Your answer must be an exact transcription of every entry.
(Data section Opens)
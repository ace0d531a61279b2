use super::Task;

const VERBATIM_RULES: &str = "Copy every comment character for character. Never paraphrase, \
shorten, merge, split or correct a comment, and never invent new ones.";

/// Instructions sent with each task. The payload follows the prompt as JSON.
pub fn for_task(task: Task) -> String {
    match task {
        Task::Classify => classification_prompt(),
        Task::Filter => filter_prompt(),
        Task::Theme => theme_prompt(),
        Task::Sentiment => sentiment_prompt(),
    }
}

pub fn classification_prompt() -> String {
    format!(
        "You receive survey feedback as a JSON object mapping a group name to a list of comments.\n\
         For every group, sort each comment into exactly one of two lists: positiveComments \
         (praise, things that worked) or criticalComments (complaints, problems, suggestions). \
         Every input comment must appear in exactly one list. Only comments that are themselves \
         just \"none\" or \"n/a\" may be dropped. {VERBATIM_RULES}\n\
         Also write a short neutral summary (two sentences at most) of the group's feedback.\n\
         Respond with JSON only, in this shape:\n\
         {{\"<group>\": {{\"summary\": \"...\", \"positiveComments\": [\"...\"], \"criticalComments\": [\"...\"]}}}}"
    )
}

pub fn filter_prompt() -> String {
    format!(
        "You receive classified survey feedback as a JSON object mapping a group name to \
         {{\"positiveComments\": [...], \"criticalComments\": [...]}}.\n\
         Remove low-information comments: very short or generic praise or complaints \
         (for example \"good\", \"great session\", \"boring\") that say nothing specific. \
         Keep everything that names a concrete topic, and keep a comment whenever you are unsure. \
         A kept comment stays in the list it came from. {VERBATIM_RULES}\n\
         Respond with JSON only, in this shape:\n\
         {{\"<group>\": {{\"positiveComments\": [\"...\"], \"criticalComments\": [\"...\"]}}}}"
    )
}

pub fn theme_prompt() -> String {
    format!(
        "You receive survey feedback as a JSON object mapping a group name to a list of comments.\n\
         For every group, cluster the comments into themes. Create a theme only when at least two \
         comments share a topic, and give it a short title naming that topic. Put every remaining \
         comment under the theme \"Miscellaneous\". Every input comment must appear in exactly one \
         theme. {VERBATIM_RULES}\n\
         Respond with JSON only, in this shape:\n\
         {{\"<group>\": {{\"themes\": {{\"<theme title>\": [\"...\"], \"Miscellaneous\": [\"...\"]}}}}}}"
    )
}

pub fn sentiment_prompt() -> String {
    "You receive a JSON array of words taken from survey feedback.\n\
     Label each word with the sentiment it usually carries in course feedback: \
     \"positive\", \"negative\" or \"neutral\".\n\
     Respond with JSON only, an object mapping each input word to its label: \
     {\"<word>\": \"positive\"}"
        .to_string()
}
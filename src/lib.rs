//! Survey feedback analysis.
//!
//! Tabular survey exports are ingested into per-group records, merged, summarised
//! lexically, and then run through a staged classification pipeline
//! (`Initial -> Refined / Themed`) backed by an external text-classification
//! service. Every stage has a deterministic fallback, so a run always yields a
//! report.

pub mod aggregate;
pub mod classify;
pub mod config;
pub mod error;
pub mod export;
pub mod ingest;
pub mod lexical;
pub mod model;
pub mod pipeline;

pub use aggregate::{aggregate, aggregate_outcomes, all_comments, ensure_usable};
pub use classify::{
    ClassificationRequest, Classifier, HttpClassifier, OfflineClassifier, Task, decode_response,
    strip_markdown_json,
};
pub use config::{ClassifierConfig, ColumnSpec, PipelineOptions};
pub use error::{ClassifyError, FeedbackError, IngestIssue, Result, Stage, Warning};
pub use export::{
    ExportFormat, ReportDocument, csv_safe_cell, export, export_session, render, save_report,
};
pub use ingest::{
    IngestOutcome, collect_files, group_key_from_name, ingest_file, ingest_files, ingest_str,
};
pub use lexical::{load_stopwords, summarize, tokenize};
pub use model::{
    AnalysisState, CommentView, FrequencyEntry, GroupKey, GroupMap, GroupRecord, OutcomeRow,
    Partition, Sentiment, Theme, ThemeMap, ViewMode,
};
pub use pipeline::{AnalysisOrchestrator, AnalysisSession};

/// Prints warnings to stderr, one per line.
pub fn print_warnings(warnings: &[Warning]) {
    if warnings.is_empty() {
        return;
    }
    eprintln!("\nWarnings:");
    for w in warnings {
        eprintln!("  {w}");
    }
}
use log::info;

use crate::error::{FeedbackError, Result};
use crate::ingest::IngestOutcome;
use crate::model::{GroupKey, GroupMap, GroupRecord};

/// Merges fragments sharing a group key. `None` fragments (files that failed to
/// ingest) are skipped, and groups that end up with no comments and no non-zero
/// counts are dropped.
pub fn aggregate<I>(fragments: I) -> GroupMap<GroupRecord>
where
    I: IntoIterator<Item = (GroupKey, Option<GroupRecord>)>,
{
    let mut groups: GroupMap<GroupRecord> = GroupMap::new();
    for (key, fragment) in fragments {
        if let Some(fragment) = fragment {
            groups.entry(key).or_default().merge(fragment);
        }
    }
    groups.retain(|_, record| !record.is_empty());
    info!("aggregated {} group(s)", groups.len());
    groups
}

/// Convenience over [`aggregate`] for ingestion results.
pub fn aggregate_outcomes(outcomes: &[IngestOutcome]) -> GroupMap<GroupRecord> {
    aggregate(
        outcomes
            .iter()
            .map(|o| (o.group.clone(), o.fragment.clone())),
    )
}

/// Fails with `NoUsableData` when aggregation produced nothing to analyse.
pub fn ensure_usable(groups: &GroupMap<GroupRecord>) -> Result<()> {
    if groups.is_empty() {
        return Err(FeedbackError::NoUsableData);
    }
    Ok(())
}

/// Every comment across all groups, in group order.
pub fn all_comments(groups: &GroupMap<GroupRecord>) -> Vec<String> {
    groups
        .values()
        .flat_map(|r| r.comments.iter().cloned())
        .collect()
}
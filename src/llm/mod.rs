pub mod openai;
pub mod prompt_builder;
mod prompts;

use anyhow::Result;

/// Trait for talking to an LLM (real backend or dummy).
pub trait LlmClient: Send + Sync {
    /// Produce the full replacement README from repository context.
    ///
    /// `diff` is expected to be pre-clipped to the prompt budget; the
    /// README and commit log are embedded as-is.
    fn generate_updated_readme(
        &self,
        current_readme: &str,
        diff: &str,
        commit_log: &str,
        project_hint: Option<&str>,
    ) -> Result<String>;
}

/// No-op / dummy model client for development with --no-model or model=none.
pub struct NoopClient;

impl LlmClient for NoopClient {
    fn generate_updated_readme(
        &self,
        current_readme: &str,
        diff: &str,
        commit_log: &str,
        _project_hint: Option<&str>,
    ) -> Result<String> {
        let mut msg = String::from("# Dummy README for testing\n\n(LLM disabled)\n");
        msg.push_str(&format!(
            "\nContext seen: {} README chars, {} diff chars.\n",
            current_readme.chars().count(),
            diff.chars().count()
        ));

        if !commit_log.trim().is_empty() {
            msg.push_str("\nRecent commits:\n");
            for line in commit_log.lines() {
                msg.push_str(&format!("- {}\n", line.trim()));
            }
        }

        Ok(msg)
    }
}

#[cfg(test)]
mod tests {
    use super::*;

    #[test]
    fn noop_client_always_returns_nonempty_content() {
        let content = NoopClient
            .generate_updated_readme("", "", "", None)
            .expect("generate");
        assert!(!content.trim().is_empty());
    }

    #[test]
    fn noop_client_echoes_the_commit_log() {
        let content = NoopClient
            .generate_updated_readme("# Project\n", "+added feature X", "abc123 add feature X\n", None)
            .expect("generate");
        assert!(content.contains("abc123 add feature X"));
    }
}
(Data section Closes)
Exercise solution:
repository ace0d531a61279b2
use super::Task;

const VERBATIM_RULES: &str = "Copy every comment character for character. Never paraphrase, \
shorten, merge, split or correct a comment, and never invent new ones.";

/// Instructions sent with each task. The payload follows the prompt as JSON.
pub fn for_task(task: Task) -> String {
    match task {
        Task::Classify => classification_prompt(),
        Task::Filter => filter_prompt(),
        Task::Theme => theme_prompt(),
        Task::Sentiment => sentiment_prompt(),
    }
}

pub fn classification_prompt() -> String {
    format!(
        "You receive survey feedback as a JSON object mapping a group name to a list of comments.\n\
         For every group, sort each comment into exactly one of two lists: positiveComments \
         (praise, things that worked) or criticalComments (complaints, problems, suggestions). \
         Every input comment must appear in exactly one list. Only comments that are themselves \
         just \"none\" or \"n/a\" may be dropped. {VERBATIM_RULES}\n\
         Also write a short neutral summary (two sentences at most) of the group's feedback.\n\
         Respond with JSON only, in this shape:\n\
         {{\"<group>\": {{\"summary\": \"...\", \"positiveComments\": [\"...\"], \"criticalComments\": [\"...\"]}}}}"
    )
}

pub fn filter_prompt() -> String {
    format!(
        "You receive classified survey feedback as a JSON object mapping a group name to \
         {{\"positiveComments\": [...], \"criticalComments\": [...]}}.\n\
         Remove low-information comments: very short or generic praise or complaints \
         (for example \"good\", \"great session\", \"boring\") that say nothing specific. \
         Keep everything that names a concrete topic, and keep a comment whenever you are unsure. \
         A kept comment stays in the list it came from. {VERBATIM_RULES}\n\
         Respond with JSON only, in this shape:\n\
         {{\"<group>\": {{\"positiveComments\": [\"...\"], \"criticalComments\": [\"...\"]}}}}"
    )
}

pub fn theme_prompt() -> String {
    format!(
        "You receive survey feedback as a JSON object mapping a group name to a list of comments.\n\
         For every group, cluster the comments into themes. Create a theme only when at least two \
         comments share a topic, and give it a short title naming that topic. Put every remaining \
         comment under the theme \"Miscellaneous\". Every input comment must appear in exactly one \
         theme. {VERBATIM_RULES}\n\
         Respond with JSON only, in this shape:\n\
         {{\"<group>\": {{\"themes\": {{\"<theme title>\": [\"...\"], \"Miscellaneous\": [\"...\"]}}}}}}"
    )
}

pub fn sentiment_prompt() -> String {
    "You receive a JSON array of words taken from survey feedback.\n\
     Label each word with the sentiment it usually carries in course feedback: \
     \"positive\", \"negative\" or \"neutral\".\n\
     Respond with JSON only, an object mapping each input word to its label: \
     {\"<word>\": \"positive\"}"
        .to_string()
}
filename src/lib.rs
//! Survey feedback analysis.
//!
//! Tabular survey exports are ingested into per-group records, merged, summarised
//! lexically, and then run through a staged classification pipeline
//! (`Initial -> Refined / Themed`) backed by an external text-classification
//! service. Every stage has a deterministic fallback, so a run always yields a
//! report.

pub mod aggregate;
pub mod classify;
pub mod config;
pub mod error;
pub mod export;
pub mod ingest;
pub mod lexical;
pub mod model;
pub mod pipeline;

pub use aggregate::{aggregate, aggregate_outcomes, all_comments, ensure_usable};
pub use classify::{
    ClassificationRequest, Classifier, HttpClassifier, OfflineClassifier, Task, decode_response,
    strip_markdown_json,
};
pub use config::{ClassifierConfig, ColumnSpec, PipelineOptions};
pub use error::{ClassifyError, FeedbackError, IngestIssue, Result, Stage, Warning};
pub use export::{
    ExportFormat, ReportDocument, csv_safe_cell, export, export_session, render, save_report,
};
pub use ingest::{
    IngestOutcome, collect_files, group_key_from_name, ingest_file, ingest_files, ingest_str,
};
pub use lexical::{load_stopwords, summarize, tokenize};
pub use model::{
    AnalysisState, CommentView, FrequencyEntry, GroupKey, GroupMap, GroupRecord, OutcomeRow,
    Partition, Sentiment, Theme, ThemeMap, ViewMode,
};
pub use pipeline::{AnalysisOrchestrator, AnalysisSession};

/// Prints warnings to stderr, one per line.
pub fn print_warnings(warnings: &[Warning]) {
    if warnings.is_empty() {
        return;
    }
    eprintln!("\nWarnings:");
    for w in warnings {
        eprintln!("  {w}");
    }
}
use log::info;

use crate::error::{FeedbackError, Result};
use crate::ingest::IngestOutcome;
use crate::model::{GroupKey, GroupMap, GroupRecord};

/// Merges fragments sharing a group key. `None` fragments (files that failed to
/// ingest) are skipped, and groups that end up with no comments and no non-zero
/// counts are dropped.
pub fn aggregate<I>(fragments: I) -> GroupMap<GroupRecord>
where
    I: IntoIterator<Item = (GroupKey, Option<GroupRecord>)>,
{
    let mut groups: GroupMap<GroupRecord> = GroupMap::new();
    for (key, fragment) in fragments {
        if let Some(fragment) = fragment {
            groups.entry(key).or_default().merge(fragment);
        }
    }
    groups.retain(|_, record| !record.is_empty());
    info!("aggregated {} group(s)", groups.len());
    groups
}

/// Convenience over [`aggregate`] for ingestion results.
pub fn aggregate_outcomes(outcomes: &[IngestOutcome]) -> GroupMap<GroupRecord> {
    aggregate(
        outcomes
            .iter()
            .map(|o| (o.group.clone(), o.fragment.clone())),
    )
}

/// Fails with `NoUsableData` when aggregation produced nothing to analyse.
pub fn ensure_usable(groups: &GroupMap<GroupRecord>) -> Result<()> {
    if groups.is_empty() {
        return Err(FeedbackError::NoUsableData);
    }
    Ok(())
}

/// Every comment across all groups, in group order.
pub fn all_comments(groups: &GroupMap<GroupRecord>) -> Vec<String> {
    groups
        .values()
        .flat_map(|r| r.comments.iter().cloned())
        .collect()
}
filename src/llm/mod.rs
pub mod openai;
pub mod prompt_builder;
mod prompts;

use anyhow::Result;

/// Trait for talking to an LLM (real backend or dummy).
pub trait LlmClient: Send + Sync {
    /// Produce the full replacement README from repository context.
    ///
    /// `diff` is expected to be pre-clipped to the prompt budget; the
    /// README and commit log are embedded as-is.
    fn generate_updated_readme(
        &self,
        current_readme: &str,
        diff: &str,
        commit_log: &str,
        project_hint: Option<&str>,
    ) -> Result<String>;
}

/// No-op / dummy model client for development with --no-model or model=none.
pub struct NoopClient;

impl LlmClient for NoopClient {
    fn generate_updated_readme(
        &self,
        current_readme: &str,
        diff: &str,
        commit_log: &str,
        _project_hint: Option<&str>,
    ) -> Result<String> {
        let mut msg = String::from("# Dummy README for testing\n\n(LLM disabled)\n");
        msg.push_str(&format!(
            "\nContext seen: {} README chars, {} diff chars.\n",
            current_readme.chars().count(),
            diff.chars().count()
        ));

        if !commit_log.trim().is_empty() {
            msg.push_str("\nRecent commits:\n");
            for line in commit_log.lines() {
                msg.push_str(&format!("- {}\n", line.trim()));
            }
        }

        Ok(msg)
    }
}

#[cfg(test)]
mod tests {
    use super::*;

    #[test]
    fn noop_client_always_returns_nonempty_content() {
        let content = NoopClient
            .generate_updated_readme("", "", "", None)
            .expect("generate");
        assert!(!content.trim().is_empty());
    }

    #[test]
    fn noop_client_echoes_the_commit_log() {
        let content = NoopClient
            .generate_updated_readme("# Project\n", "+added feature X", "abc123 add feature X\n", None)
            .expect("generate");
        assert!(content.contains("abc123 add feature X"));
    }
}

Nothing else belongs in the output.